* [GOAL OF THE EXERCISE]:
The records below hold a stretch from the line with "filename crates/observability/src/lib.rs" through the line with "use std::future::Future;"; return exactly those lines, ends included, and nothing more.

######

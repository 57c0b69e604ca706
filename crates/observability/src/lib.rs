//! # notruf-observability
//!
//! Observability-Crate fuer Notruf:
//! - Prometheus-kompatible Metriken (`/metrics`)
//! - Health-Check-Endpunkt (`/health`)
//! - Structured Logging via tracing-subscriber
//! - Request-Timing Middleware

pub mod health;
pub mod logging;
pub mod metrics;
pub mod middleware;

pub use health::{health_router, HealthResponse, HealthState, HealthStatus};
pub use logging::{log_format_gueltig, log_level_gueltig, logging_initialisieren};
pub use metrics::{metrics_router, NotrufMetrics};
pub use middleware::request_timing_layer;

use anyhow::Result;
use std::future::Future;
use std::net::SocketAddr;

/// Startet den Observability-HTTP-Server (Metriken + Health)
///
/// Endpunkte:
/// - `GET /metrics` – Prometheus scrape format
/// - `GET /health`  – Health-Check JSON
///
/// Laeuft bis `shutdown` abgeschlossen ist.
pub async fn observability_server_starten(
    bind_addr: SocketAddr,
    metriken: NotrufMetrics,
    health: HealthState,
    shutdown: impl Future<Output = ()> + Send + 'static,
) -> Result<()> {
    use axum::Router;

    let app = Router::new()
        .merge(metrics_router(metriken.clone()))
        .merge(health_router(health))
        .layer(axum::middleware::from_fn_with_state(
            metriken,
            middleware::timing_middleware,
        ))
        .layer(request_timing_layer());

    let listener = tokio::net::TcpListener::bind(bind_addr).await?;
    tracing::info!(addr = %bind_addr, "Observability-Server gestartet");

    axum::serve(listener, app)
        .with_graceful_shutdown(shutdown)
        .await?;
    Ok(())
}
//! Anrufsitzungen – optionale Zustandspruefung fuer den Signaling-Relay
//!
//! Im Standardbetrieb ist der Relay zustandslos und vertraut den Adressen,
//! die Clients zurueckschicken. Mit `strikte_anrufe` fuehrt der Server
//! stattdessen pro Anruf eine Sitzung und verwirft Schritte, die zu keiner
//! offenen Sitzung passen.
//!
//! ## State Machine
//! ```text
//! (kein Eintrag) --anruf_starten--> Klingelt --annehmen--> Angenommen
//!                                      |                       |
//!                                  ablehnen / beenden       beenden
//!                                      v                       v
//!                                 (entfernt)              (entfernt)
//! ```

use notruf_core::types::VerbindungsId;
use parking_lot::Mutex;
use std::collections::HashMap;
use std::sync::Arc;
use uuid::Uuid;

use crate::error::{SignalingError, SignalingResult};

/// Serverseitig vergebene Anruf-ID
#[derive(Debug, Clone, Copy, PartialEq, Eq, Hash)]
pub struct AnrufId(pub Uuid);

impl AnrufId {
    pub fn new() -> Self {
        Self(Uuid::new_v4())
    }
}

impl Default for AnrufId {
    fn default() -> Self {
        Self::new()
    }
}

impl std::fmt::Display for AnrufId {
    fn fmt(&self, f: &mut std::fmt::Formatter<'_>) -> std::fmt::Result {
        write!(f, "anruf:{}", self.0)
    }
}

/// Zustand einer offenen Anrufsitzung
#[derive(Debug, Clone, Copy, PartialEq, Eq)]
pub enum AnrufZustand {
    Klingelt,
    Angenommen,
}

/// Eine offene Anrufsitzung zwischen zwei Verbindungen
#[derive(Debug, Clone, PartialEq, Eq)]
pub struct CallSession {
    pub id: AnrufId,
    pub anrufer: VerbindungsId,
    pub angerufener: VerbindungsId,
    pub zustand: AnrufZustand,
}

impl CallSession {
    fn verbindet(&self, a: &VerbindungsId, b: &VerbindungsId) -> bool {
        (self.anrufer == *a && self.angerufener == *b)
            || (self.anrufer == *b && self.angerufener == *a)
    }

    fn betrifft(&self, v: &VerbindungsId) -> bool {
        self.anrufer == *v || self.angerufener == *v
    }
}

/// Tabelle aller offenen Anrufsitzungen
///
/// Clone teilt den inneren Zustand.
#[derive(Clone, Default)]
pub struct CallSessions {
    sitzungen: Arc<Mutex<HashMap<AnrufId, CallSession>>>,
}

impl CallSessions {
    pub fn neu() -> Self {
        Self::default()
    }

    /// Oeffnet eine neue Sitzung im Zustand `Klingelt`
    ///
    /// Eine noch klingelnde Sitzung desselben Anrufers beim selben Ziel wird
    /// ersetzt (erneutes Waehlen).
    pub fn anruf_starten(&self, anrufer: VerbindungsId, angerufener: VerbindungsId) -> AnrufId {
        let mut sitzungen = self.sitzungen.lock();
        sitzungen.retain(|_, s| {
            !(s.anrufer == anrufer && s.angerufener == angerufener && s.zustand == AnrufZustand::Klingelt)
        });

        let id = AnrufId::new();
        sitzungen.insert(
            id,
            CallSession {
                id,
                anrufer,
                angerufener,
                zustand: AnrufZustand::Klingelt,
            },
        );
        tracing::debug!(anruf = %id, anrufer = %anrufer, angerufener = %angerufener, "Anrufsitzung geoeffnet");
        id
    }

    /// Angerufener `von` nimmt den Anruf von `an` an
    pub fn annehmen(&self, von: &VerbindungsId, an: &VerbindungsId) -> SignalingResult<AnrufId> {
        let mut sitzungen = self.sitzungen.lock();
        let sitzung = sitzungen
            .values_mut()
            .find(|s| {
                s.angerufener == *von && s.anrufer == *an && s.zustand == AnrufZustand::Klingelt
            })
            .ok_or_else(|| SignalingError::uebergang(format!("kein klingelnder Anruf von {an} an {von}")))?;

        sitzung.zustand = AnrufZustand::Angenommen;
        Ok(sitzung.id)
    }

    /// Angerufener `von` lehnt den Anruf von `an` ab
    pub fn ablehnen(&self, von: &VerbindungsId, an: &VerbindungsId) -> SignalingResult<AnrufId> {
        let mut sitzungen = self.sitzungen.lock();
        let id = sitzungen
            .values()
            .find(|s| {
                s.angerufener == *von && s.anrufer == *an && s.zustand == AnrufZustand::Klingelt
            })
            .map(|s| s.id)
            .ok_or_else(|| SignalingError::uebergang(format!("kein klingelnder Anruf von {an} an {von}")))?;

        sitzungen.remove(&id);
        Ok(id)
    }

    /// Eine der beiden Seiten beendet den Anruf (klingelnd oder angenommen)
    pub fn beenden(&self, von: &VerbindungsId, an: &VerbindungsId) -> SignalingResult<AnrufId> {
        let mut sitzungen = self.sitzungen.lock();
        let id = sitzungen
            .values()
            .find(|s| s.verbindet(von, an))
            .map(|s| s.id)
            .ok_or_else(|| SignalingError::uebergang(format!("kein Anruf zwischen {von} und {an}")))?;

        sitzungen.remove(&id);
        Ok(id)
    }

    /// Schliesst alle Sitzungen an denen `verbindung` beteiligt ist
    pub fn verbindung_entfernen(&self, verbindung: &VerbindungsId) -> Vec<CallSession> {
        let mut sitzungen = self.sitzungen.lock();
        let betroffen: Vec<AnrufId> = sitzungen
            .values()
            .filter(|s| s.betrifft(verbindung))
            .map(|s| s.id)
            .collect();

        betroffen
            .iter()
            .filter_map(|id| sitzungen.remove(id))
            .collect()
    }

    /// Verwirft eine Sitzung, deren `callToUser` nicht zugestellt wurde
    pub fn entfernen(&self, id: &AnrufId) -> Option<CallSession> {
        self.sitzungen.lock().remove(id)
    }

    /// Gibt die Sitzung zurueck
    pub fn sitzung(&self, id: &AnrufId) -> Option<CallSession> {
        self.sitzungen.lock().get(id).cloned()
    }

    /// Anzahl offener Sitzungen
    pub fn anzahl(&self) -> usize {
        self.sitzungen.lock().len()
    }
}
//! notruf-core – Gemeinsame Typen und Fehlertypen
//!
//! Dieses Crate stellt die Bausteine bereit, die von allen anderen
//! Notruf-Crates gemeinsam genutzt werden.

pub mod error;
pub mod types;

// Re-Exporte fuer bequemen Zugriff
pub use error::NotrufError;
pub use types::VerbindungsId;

######

* [EXERCISE OUTPUT]:
filename crates/observability/src/lib.rs
//! # notruf-observability
//!
//! Observability-Crate fuer Notruf:
//! - Prometheus-kompatible Metriken (`/metrics`)
//! - Health-Check-Endpunkt (`/health`)
//! - Structured Logging via tracing-subscriber
//! - Request-Timing Middleware

pub mod health;
pub mod logging;
pub mod metrics;
pub mod middleware;

pub use health::{health_router, HealthResponse, HealthState, HealthStatus};
pub use logging::{log_format_gueltig, log_level_gueltig, logging_initialisieren};
pub use metrics::{metrics_router, NotrufMetrics};
pub use middleware::request_timing_layer;

use anyhow::Result;
use std::future::Future;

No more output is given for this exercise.